> _What you are asked to do_
Work through the records below and copy every line that includes "PartialEq".

> _The data_
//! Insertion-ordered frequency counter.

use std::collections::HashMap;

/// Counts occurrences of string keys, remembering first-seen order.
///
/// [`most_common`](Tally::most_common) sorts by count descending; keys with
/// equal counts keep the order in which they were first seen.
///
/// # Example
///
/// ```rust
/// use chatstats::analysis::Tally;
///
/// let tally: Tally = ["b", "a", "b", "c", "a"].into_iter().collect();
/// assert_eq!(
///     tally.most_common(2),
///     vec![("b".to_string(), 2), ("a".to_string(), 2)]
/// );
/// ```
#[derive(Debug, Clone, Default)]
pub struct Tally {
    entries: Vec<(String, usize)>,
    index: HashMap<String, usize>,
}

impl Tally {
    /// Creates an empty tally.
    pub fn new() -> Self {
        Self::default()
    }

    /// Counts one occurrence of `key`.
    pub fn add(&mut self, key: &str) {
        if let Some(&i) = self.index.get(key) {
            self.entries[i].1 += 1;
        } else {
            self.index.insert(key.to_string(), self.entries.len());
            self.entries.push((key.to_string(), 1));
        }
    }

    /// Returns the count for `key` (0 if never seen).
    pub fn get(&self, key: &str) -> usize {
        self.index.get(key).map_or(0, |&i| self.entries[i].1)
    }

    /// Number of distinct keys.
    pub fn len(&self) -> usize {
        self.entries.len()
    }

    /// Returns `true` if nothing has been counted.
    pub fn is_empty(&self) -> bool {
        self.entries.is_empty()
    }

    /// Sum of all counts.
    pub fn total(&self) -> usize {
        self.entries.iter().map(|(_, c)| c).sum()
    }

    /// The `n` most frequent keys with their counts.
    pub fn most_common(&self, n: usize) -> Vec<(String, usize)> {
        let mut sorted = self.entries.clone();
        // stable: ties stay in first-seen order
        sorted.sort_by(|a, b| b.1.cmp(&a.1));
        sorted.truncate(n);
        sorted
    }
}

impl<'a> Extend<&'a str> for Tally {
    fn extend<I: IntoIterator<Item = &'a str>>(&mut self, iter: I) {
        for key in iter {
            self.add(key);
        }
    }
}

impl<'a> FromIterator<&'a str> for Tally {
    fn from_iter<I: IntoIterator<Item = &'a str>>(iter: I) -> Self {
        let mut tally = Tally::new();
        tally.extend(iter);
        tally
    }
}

--

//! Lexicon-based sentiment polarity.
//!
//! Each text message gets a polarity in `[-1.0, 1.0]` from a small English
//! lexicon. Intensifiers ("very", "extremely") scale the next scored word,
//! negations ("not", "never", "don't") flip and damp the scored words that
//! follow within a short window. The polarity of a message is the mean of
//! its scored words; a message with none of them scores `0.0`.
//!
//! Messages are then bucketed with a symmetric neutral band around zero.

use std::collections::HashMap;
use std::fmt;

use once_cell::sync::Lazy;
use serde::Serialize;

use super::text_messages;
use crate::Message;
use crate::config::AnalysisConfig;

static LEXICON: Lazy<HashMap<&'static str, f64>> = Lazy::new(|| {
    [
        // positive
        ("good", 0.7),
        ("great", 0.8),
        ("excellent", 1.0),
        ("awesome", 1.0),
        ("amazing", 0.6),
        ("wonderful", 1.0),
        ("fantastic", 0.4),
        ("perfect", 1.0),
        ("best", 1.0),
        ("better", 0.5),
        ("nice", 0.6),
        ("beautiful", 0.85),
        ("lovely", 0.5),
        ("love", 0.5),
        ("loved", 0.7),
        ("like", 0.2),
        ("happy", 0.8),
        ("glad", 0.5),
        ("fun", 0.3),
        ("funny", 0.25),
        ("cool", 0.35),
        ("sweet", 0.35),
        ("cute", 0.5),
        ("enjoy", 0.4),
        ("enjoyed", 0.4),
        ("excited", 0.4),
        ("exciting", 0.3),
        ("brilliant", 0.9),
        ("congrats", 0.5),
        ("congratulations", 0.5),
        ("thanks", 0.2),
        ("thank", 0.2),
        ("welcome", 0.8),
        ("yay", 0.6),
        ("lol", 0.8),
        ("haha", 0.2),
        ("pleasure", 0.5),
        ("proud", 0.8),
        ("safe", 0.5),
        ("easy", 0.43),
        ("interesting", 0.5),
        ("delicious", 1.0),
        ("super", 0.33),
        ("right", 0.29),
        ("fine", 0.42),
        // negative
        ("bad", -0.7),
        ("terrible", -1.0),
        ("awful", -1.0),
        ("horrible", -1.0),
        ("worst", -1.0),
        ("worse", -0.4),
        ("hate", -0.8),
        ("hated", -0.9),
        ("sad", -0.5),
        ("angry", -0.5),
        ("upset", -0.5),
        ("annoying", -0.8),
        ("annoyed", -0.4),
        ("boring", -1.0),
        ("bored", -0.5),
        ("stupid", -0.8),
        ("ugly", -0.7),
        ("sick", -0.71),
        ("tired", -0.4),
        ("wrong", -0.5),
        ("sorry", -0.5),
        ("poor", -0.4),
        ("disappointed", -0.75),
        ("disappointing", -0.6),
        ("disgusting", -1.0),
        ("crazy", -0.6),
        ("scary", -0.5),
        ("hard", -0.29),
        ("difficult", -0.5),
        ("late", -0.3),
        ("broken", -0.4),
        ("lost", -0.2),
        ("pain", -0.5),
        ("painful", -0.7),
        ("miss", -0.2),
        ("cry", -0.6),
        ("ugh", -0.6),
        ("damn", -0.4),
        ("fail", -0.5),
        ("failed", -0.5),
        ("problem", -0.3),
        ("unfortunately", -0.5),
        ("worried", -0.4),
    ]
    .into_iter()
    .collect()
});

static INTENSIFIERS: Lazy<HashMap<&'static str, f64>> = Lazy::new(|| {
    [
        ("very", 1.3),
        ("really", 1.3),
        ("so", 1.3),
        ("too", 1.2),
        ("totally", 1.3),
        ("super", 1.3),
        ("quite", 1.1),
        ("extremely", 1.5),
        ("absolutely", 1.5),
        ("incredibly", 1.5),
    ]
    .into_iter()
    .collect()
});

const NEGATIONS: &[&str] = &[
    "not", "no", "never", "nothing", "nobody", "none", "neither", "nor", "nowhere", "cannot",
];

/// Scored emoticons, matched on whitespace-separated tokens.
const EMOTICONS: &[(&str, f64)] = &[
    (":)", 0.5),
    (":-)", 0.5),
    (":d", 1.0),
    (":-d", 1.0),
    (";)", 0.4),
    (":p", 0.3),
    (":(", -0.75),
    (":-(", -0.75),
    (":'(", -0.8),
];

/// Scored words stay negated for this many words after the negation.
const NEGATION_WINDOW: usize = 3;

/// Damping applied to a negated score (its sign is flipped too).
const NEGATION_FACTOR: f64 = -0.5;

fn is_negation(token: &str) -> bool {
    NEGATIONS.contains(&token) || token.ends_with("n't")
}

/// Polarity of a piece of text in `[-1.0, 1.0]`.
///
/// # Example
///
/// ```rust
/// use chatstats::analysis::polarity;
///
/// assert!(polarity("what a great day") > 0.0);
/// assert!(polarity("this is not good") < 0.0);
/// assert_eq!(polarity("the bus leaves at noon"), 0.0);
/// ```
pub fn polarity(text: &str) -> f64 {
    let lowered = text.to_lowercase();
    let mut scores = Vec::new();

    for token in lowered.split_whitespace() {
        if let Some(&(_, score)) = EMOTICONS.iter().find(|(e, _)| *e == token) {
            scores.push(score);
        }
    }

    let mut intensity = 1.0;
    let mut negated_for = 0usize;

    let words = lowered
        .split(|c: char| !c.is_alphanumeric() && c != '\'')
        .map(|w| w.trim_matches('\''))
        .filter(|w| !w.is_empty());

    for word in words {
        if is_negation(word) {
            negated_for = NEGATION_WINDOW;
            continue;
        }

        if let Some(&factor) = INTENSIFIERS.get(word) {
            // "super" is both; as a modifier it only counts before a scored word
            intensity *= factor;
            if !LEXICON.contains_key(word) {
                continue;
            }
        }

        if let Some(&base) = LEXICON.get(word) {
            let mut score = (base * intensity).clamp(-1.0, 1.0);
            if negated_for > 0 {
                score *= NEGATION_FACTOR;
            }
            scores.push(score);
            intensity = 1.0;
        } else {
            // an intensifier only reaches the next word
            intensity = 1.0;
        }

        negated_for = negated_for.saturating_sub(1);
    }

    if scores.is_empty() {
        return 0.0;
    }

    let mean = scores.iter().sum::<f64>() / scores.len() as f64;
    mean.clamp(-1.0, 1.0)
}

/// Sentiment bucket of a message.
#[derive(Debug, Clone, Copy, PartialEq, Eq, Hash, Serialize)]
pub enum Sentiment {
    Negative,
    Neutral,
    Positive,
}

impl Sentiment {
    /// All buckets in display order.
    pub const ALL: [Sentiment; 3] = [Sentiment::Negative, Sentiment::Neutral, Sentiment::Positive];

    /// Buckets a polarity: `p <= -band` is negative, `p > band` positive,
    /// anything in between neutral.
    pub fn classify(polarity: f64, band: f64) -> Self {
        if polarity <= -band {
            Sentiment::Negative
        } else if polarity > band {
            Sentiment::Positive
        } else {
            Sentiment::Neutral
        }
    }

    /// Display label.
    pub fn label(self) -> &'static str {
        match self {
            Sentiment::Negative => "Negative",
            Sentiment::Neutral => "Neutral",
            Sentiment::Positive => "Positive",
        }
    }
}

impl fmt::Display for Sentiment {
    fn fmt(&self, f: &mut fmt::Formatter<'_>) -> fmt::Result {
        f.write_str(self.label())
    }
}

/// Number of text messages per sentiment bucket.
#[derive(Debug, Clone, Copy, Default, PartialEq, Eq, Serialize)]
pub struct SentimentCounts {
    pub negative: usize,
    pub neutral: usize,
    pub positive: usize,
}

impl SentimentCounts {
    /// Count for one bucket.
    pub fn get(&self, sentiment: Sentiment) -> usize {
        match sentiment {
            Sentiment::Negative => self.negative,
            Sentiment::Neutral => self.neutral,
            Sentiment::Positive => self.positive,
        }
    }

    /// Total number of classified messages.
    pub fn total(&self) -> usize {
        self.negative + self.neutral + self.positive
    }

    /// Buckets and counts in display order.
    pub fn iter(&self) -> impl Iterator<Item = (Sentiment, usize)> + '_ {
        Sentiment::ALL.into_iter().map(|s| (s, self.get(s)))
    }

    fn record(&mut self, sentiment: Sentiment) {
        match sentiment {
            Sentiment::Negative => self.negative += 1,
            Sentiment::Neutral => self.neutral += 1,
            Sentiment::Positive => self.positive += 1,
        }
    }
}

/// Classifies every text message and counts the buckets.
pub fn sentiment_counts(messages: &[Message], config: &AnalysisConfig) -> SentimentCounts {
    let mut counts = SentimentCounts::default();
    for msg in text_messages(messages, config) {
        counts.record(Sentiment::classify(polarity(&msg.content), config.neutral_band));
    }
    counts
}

> _Response box_
#[derive(Debug, Clone, Copy, PartialEq, Eq, Hash, Serialize)]
#[derive(Debug, Clone, Copy, Default, PartialEq, Eq, Serialize)]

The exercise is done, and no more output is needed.